### Exercise brief
Look through the listing below for the word "method" and copy every line where it occurs.

*-*-*

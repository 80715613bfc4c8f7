#![allow(dead_code)]

use axum::Router;
use axum::body::Body;
use axum::http::{Request, StatusCode};
use http_body_util::BodyExt;
use registrar::router::init_router;
use registrar::state::AppState;
use registrar_config::{CorsConfig, JwtConfig, RegistrationConfig, StorageConfig};
use registrar_core::password::hash_password;
use serde_json::{Value, json};
use sqlx::PgPool;
use tower::ServiceExt;
use uuid::Uuid;

pub const PASSWORD: &str = "testpass123";

pub fn setup_test_app(pool: PgPool) -> Router {
    let upload_dir = std::env::temp_dir().join(format!("registrar-test-{}", Uuid::new_v4()));
    let storage = StorageConfig::from_lookup(|key| match key {
        "UPLOAD_DIR" => Some(upload_dir.display().to_string()),
        _ => None,
    });

    let state = AppState::new(
        pool,
        JwtConfig {
            secret: "integration-test-secret".to_string(),
            access_token_expiry: 3600,
        },
        CorsConfig {
            allowed_origins: vec![],
        },
        storage,
        RegistrationConfig::default(),
    );
    init_router(state)
}

/// Sends a request and returns the status with the decoded JSON body
/// (`Value::Null` for empty bodies).
pub async fn send(
    app: &Router,
    method: &str,
    uri: &str,
    token: Option<&str>,
    body: Option<Value>,
) -> (StatusCode, Value) {
    let mut builder = Request::builder().method(method).uri(uri);
    if let Some(token) = token {
        builder = builder.header("authorization", format!("Bearer {}", token));
    }
    let request = match body {
        Some(body) => builder
            .header("content-type", "application/json")
            .body(Body::from(serde_json::to_vec(&body).unwrap()))
            .unwrap(),
        None => builder.body(Body::empty()).unwrap(),
    };

    let response = app.clone().oneshot(request).await.unwrap();
    let status = response.status();
    let bytes = response.into_body().collect().await.unwrap().to_bytes();
    let body = if bytes.is_empty() {
        Value::Null
    } else {
        serde_json::from_slice(&bytes).unwrap()
    };
    (status, body)
}

pub fn generate_unique_username() -> String {
    format!("user_{}", &Uuid::new_v4().simple().to_string()[..12])
}

pub fn profile_json(first_name: &str, last_name: &str) -> Value {
    json!({
        "first_name": first_name,
        "middle_name": null,
        "last_name": last_name,
        "date_of_birth": "2004-05-17",
        "gender": "F",
        "contact_number": "09171234567",
        "email": format!("{}@example.com", first_name.to_lowercase()),
        "address": "12 Mabini St, Quezon City",
        "guardian_name": "Lita Santos",
        "guardian_contact": "09170000000"
    })
}

pub struct TestStudent {
    pub token: String,
    pub user_id: String,
    /// Profile row ID
    pub student_id: String,
    /// Human-readable `YYYY-NNNN` ID
    pub student_number: String,
}

/// Registers a student with a profile through the API.
pub async fn register_student(app: &Router, first_name: &str) -> TestStudent {
    let username = generate_unique_username();
    let (status, body) = send(
        app,
        "POST",
        "/api/auth/register",
        None,
        Some(json!({
            "username": username,
            "email": format!("{}@example.com", username),
            "password": PASSWORD,
            "password_confirm": PASSWORD,
            "profile": profile_json(first_name, "Santos"),
        })),
    )
    .await;
    assert_eq!(status, StatusCode::CREATED, "register failed: {body}");

    TestStudent {
        token: body["access_token"].as_str().unwrap().to_string(),
        user_id: body["user"]["id"].as_str().unwrap().to_string(),
        student_id: body["student"]["id"].as_str().unwrap().to_string(),
        student_number: body["student"]["student_id"].as_str().unwrap().to_string(),
    }
}

pub struct TestStaff {
    pub token: String,
    pub user_id: Uuid,
    pub username: String,
}

/// Staff accounts are never self-registered; insert one directly and log in.
pub async fn create_staff(pool: &PgPool, app: &Router) -> TestStaff {
    let username = generate_unique_username();
    let user_id = Uuid::new_v4();
    let hashed = hash_password(PASSWORD).unwrap();

    sqlx::query(
        r#"
        INSERT INTO users (id, username, email, password_hash, role)
        VALUES ($1, $2, $3, $4, 'staff')
        "#,
    )
    .bind(user_id)
    .bind(&username)
    .bind(format!("{}@example.com", username))
    .bind(hashed)
    .execute(pool)
    .await
    .unwrap();

    let token = login(app, &username, PASSWORD).await;
    TestStaff {
        token,
        user_id,
        username,
    }
}

pub async fn login(app: &Router, username: &str, password: &str) -> String {
    let (status, body) = send(
        app,
        "POST",
        "/api/auth/login",
        None,
        Some(json!({ "username": username, "password": password })),
    )
    .await;
    assert_eq!(status, StatusCode::OK, "login failed: {body}");
    body["access_token"].as_str().unwrap().to_string()
}

/// Creates a program as staff and returns its ID.
pub async fn create_program(app: &Router, staff_token: &str, code: &str, fee_cents: i64) -> String {
    let (status, body) = send(
        app,
        "POST",
        "/api/programs",
        Some(staff_token),
        Some(json!({
            "code": code,
            "name": format!("Program {}", code),
            "program_type": "undergraduate",
            "description": "Test program",
            "duration_years": 4,
            "tuition_fee_cents": fee_cents
        })),
    )
    .await;
    assert_eq!(status, StatusCode::CREATED, "create program failed: {body}");
    body["id"].as_str().unwrap().to_string()
}

/// Creates an active first-semester school year as staff and returns its ID.
pub async fn create_school_year(app: &Router, staff_token: &str, year_start: i32) -> String {
    let (status, body) = send(
        app,
        "POST",
        "/api/school-years",
        Some(staff_token),
        Some(json!({
            "year_start": year_start,
            "year_end": year_start + 1,
            "semester": "1st",
            "enrollment_start": format!("{}-06-01", year_start),
            "enrollment_end": format!("{}-08-31", year_start)
        })),
    )
    .await;
    assert_eq!(status, StatusCode::CREATED, "create school year failed: {body}");
    body["id"].as_str().unwrap().to_string()
}

/// Student requests an enrollment for themselves; returns the response body.
pub async fn request_enrollment(
    app: &Router,
    token: &str,
    program_id: &str,
    school_year_id: &str,
) -> (StatusCode, Value) {
    send(
        app,
        "POST",
        "/api/enrollments",
        Some(token),
        Some(json!({
            "program_id": program_id,
            "school_year_id": school_year_id,
            "year_level": 1
        })),
    )
    .await
}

*-*-*

### Solved exercise
    method: &str,
    let mut builder = Request::builder().method(method).uri(uri);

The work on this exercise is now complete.